Masa kecil saya dihabiskan di Cikupa [Banten], ketika kota kecil ini masih hijau, masih banyak sawah, ladang-ladang yang luas, perbukitan, perkebunan, tegalan tempat anak-anak main layangan; belum dipenuhi oleh pabrik seperti sekarang. (Kenangan masa kecil itu saya tulis dalam puisi ini: Waktu Kita Kecil). Waktu kecil saya bercita-cita ingin jadi tentara karena suka lihat film perang di TVRI. Sampai sekarang saya masih ingat bagaimana tentara Jerman waktu Perang Dunia II terjebak di jantung Rusia. Itu yang mempercepat kekalahan Jerman oleh sekutu. Entah judul filmnya apa — yang pasti bukan “Ada Apa dengan Cinta 2”. Waktu lihat banyak keluarga yang sakit, cita-cita saya berubah ingin menjadi dokter. Pernah juga saya bercita-cita ingin menjadi insinyur, guru, olahragawan, seniman — pokoknya berubah-ubah terus sesuai dengan mood waktu itu dan apa yang saya lihat. Bahkan saya pernah bercita-cita ingin jadi ulama. Benar-benar engga tahu diri.

Lagu favorit saya waktu sekolah adalah Maju Tak Gentar dan Garuda Pancasila. Dari kelas 1 sampai kelas 6 SD kalau disuruh nyanyi di depan kelas oleh bu Guru ya lagu itu yang saya bawakan. Jadi memang, jiwa nasionalisme saya sudah terbentuk sejak kecil. Keren banget, ‘kan?! Dari kecil juga saya sudah hapal lagu-lagu daerah yang suka disiarkan tv dan radio (RRI), dari mulai Bungong Jeumpa (Aceh), Erkata Bedil (Batak), Sabilulungan (Sunda), Sipatokaan (Minahasa), sampai Burung Tantina (Ambon). Makanya waktu ujian akhir kelas 6 SD, saya heran kok ada pertanyaan begini: Sebutkan 2 penyanyi pop Indonesia. Ya saya bingung, dong. Ini kan ujian nasional. Serius apa engga sih negara ini. Akhirnya saya nengok ke kanan, nanya sama teman perempuan. Dia membisikkan dua nama penyanyi pop: Nia dan Yati. Itulah yang saya tulis di lembar jawaban.
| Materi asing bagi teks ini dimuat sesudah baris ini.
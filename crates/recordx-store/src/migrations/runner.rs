//! Migration runner
//!
//! Applies migrations in order, each in its own transaction, recording a
//! checksum per migration

use crate::errors::{checksum_mismatch, from_rusqlite, migration_error, Result};
use crate::migrations::checksums::compute_checksum;
use crate::migrations::embedded::get_migrations;
use rusqlite::{Connection, OptionalExtension};

/// Apply all pending migrations to the database
///
/// Already applied migrations are skipped after their checksum is verified.
///
/// # Errors
///
/// Returns `Persistence` if a migration fails or an applied migration's
/// stored checksum no longer matches its embedded SQL.
pub fn apply_migrations(conn: &mut Connection) -> Result<()> {
    create_schema_version_table(conn)?;

    for migration in get_migrations() {
        apply_migration(conn, migration.id, migration.sql)?;
    }

    Ok(())
}

/// Applied migration ids with their checksums, in apply order
///
/// # Errors
///
/// Returns `Persistence` if `schema_version` cannot be read.
pub fn applied_migrations(conn: &Connection) -> Result<Vec<(String, String)>> {
    let mut stmt = conn
        .prepare("SELECT migration_id, checksum FROM schema_version ORDER BY id")
        .map_err(from_rusqlite)?;
    let rows = stmt
        .query_map([], |row| Ok((row.get(0)?, row.get(1)?)))
        .map_err(from_rusqlite)?
        .collect::<std::result::Result<Vec<_>, _>>()
        .map_err(from_rusqlite)?;
    Ok(rows)
}

/// Create the schema_version table if it doesn't exist
fn create_schema_version_table(conn: &Connection) -> Result<()> {
    conn.execute(
        "CREATE TABLE IF NOT EXISTS schema_version (
            id INTEGER PRIMARY KEY,
            migration_id TEXT NOT NULL UNIQUE,
            applied_at INTEGER NOT NULL,
            checksum TEXT NOT NULL
        )",
        [],
    )
    .map_err(from_rusqlite)?;

    Ok(())
}

/// Apply a single migration if not already applied
fn apply_migration(conn: &mut Connection, migration_id: &str, sql: &str) -> Result<()> {
    let checksum = compute_checksum(sql);

    let recorded: Option<String> = conn
        .query_row(
            "SELECT checksum FROM schema_version WHERE migration_id = ?",
            [migration_id],
            |row| row.get(0),
        )
        .optional()
        .map_err(from_rusqlite)?;

    if let Some(recorded) = recorded {
        if recorded != checksum {
            return Err(checksum_mismatch(migration_id, &recorded, &checksum));
        }
        return Ok(());
    }

    let tx = conn.transaction().map_err(from_rusqlite)?;

    tx.execute_batch(sql)
        .map_err(|e| migration_error(migration_id, &e.to_string()))?;

    let now = chrono::Utc::now().timestamp();
    tx.execute(
        "INSERT INTO schema_version (migration_id, applied_at, checksum) VALUES (?, ?, ?)",
        rusqlite::params![migration_id, now, checksum],
    )
    .map_err(from_rusqlite)?;

    tx.commit().map_err(from_rusqlite)?;
    tracing::debug!(op = "migration", migration_id = migration_id, "migration applied");

    Ok(())
}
Dan saya lulus SD juara tiga. Belakangan saya baru tahu bahwa nama penyanyi yang disebut teman saya itu sebetulnya satu: Nia Daniati.

Rumah saya dekat kali yang lumayan lebar dan dulu airnya kuning jernih. Namanya kali Cirarab. Di situlah dulu saya belajar berenang dan bermain bersama teman-teman kecil saya, laki dan perempuan campur baur, enggak dikasih hijab atau pembatas syar’i. Jadinya anak-anak perempuan bisa lihat titit kita, begitu juga sebaliknya. Tapi waktu itu gak ada pikiran aneh-aneh kayak orang sekarang [sampai ada yang mikir perempuan bisa hamil kalau mandi di kolam renang yang sama dengan laki-laki. Helooooww..]
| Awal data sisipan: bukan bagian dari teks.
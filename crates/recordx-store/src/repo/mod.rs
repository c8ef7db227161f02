//! Repository layer for typed records stored as JSON attribute maps

pub mod sqlite_repo;

pub use sqlite_repo::{Attributes, SqliteRepo};
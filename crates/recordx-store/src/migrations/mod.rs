//! Migration framework
//!
//! Provides:
//! - Migration runner with checksums recorded in `schema_version`
//! - Idempotent application, rejecting edited migrations
//! - Embedded SQL migrations

mod checksums;
mod embedded;
mod runner;

pub use checksums::compute_checksum;
pub use embedded::{get_migrations, Migration};
pub use runner::{applied_migrations, apply_migrations};
//! Attribute sets and expectations
//!
//! An [`Expectation`] is the caller's ordered `name => value` mapping. Its
//! keys, validated once at assertion setup, form the [`AttributeSet`] under
//! test. Order is insertion order; it only drives message order.

use crate::errors::{RecordXError, Result};
use serde::Serialize;
use serde_json::Value;
use std::collections::HashSet;

/// Ordered set of unique, non-empty attribute names
#[derive(Debug, Clone, PartialEq, Eq, Serialize)]
pub struct AttributeSet {
    names: Vec<String>,
}

impl AttributeSet {
    /// Build a set from names in the given order
    ///
    /// # Errors
    ///
    /// Returns `InvalidInput` for an empty name and `DuplicateAttribute` if a
    /// name repeats.
    pub fn new<I, S>(names: I) -> Result<Self>
    where
        I: IntoIterator<Item = S>,
        S: Into<String>,
    {
        let mut seen = HashSet::new();
        let mut ordered = Vec::new();
        for name in names {
            let name = name.into();
            if name.is_empty() {
                return Err(RecordXError::EmptyAttributeName.into());
            }
            if !seen.insert(name.clone()) {
                return Err(RecordXError::DuplicateAttribute { attribute: name }.into());
            }
            ordered.push(name);
        }
        Ok(Self { names: ordered })
    }

    pub fn iter(&self) -> impl Iterator<Item = &str> {
        self.names.iter().map(String::as_str)
    }

    pub fn contains(&self, name: &str) -> bool {
        self.names.iter().any(|n| n == name)
    }

    pub fn len(&self) -> usize {
        self.names.len()
    }

    pub fn is_empty(&self) -> bool {
        self.names.is_empty()
    }
}

/// Expected final attribute values, in caller order
///
/// Built without validation so it reads naturally at the call site:
///
/// ```
/// use recordx_core::Expectation;
///
/// let expected = Expectation::new().attr("name", "Emily").attr("age", 30);
/// assert_eq!(expected.len(), 2);
/// ```
///
/// Duplicates are reported by [`Expectation::attribute_set`], which every
/// matcher calls before running the action.
#[derive(Debug, Clone, Default, PartialEq, Serialize)]
pub struct Expectation {
    entries: Vec<(String, Value)>,
}

impl Expectation {
    pub fn new() -> Self {
        Self::default()
    }

    /// Append an expected attribute value
    pub fn attr(mut self, name: impl Into<String>, value: impl Into<Value>) -> Self {
        self.entries.push((name.into(), value.into()));
        self
    }

    /// The validated attribute names under test
    ///
    /// # Errors
    ///
    /// See [`AttributeSet::new`].
    pub fn attribute_set(&self) -> Result<AttributeSet> {
        AttributeSet::new(self.entries.iter().map(|(name, _)| name.as_str()))
    }

    /// Expected value for `name`, if listed
    pub fn get(&self, name: &str) -> Option<&Value> {
        self.entries
            .iter()
            .find(|(n, _)| n == name)
            .map(|(_, value)| value)
    }

    pub fn iter(&self) -> impl Iterator<Item = (&str, &Value)> {
        self.entries.iter().map(|(n, v)| (n.as_str(), v))
    }

    pub fn len(&self) -> usize {
        self.entries.len()
    }

    pub fn is_empty(&self) -> bool {
        self.entries.is_empty()
    }
}

impl<S, V> FromIterator<(S, V)> for Expectation
where
    S: Into<String>,
    V: Into<Value>,
{
    fn from_iter<I: IntoIterator<Item = (S, V)>>(iter: I) -> Self {
        iter.into_iter()
            .fold(Self::new(), |expected, (name, value)| expected.attr(name, value))
    }
}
Sekarang kali Cirarab itu mengalami penyempitan yang serius, dan airnya sangat kotor oleh limbah pabrik dan sampah. Kalau musim hujan dan banjir, air kali itu meluap sampai jalan raya dan masuk ke rumah ibu saya. Padahal dulu enggak pernah terjadi. Akhirnya ibu saya harus mengungsi ke rumah salah satu adik saya di Citra Raya, Cikupa, sambil nunggu air surut.

  SAYA penyuka tempe dan bandeng goreng polos [enggak dikasih apa-apa]. Waktu kecil saya senang mancing di kali, waktu itu ikannya masih banyak, dari lele, gabus, nilem, sampai lempuk. Makan ikan hasil tangkapan sendiri adalah kenikmatan yang sangat mewah. Maklum saya belum bisa jadi vegetarian. Tapi sejujurnya saya pecinta binatang. Dari kecil saya suka memperhatikan cara hidup semut dan kupu-kupu. Saya juga memelihara ayam, kucing, dan burung yang dibiarkan tanpa kandang. Karena saya nggak suka lihat burung dikurung. Menderita sekali. Bayangkan saja kamu berada di dalam penjara!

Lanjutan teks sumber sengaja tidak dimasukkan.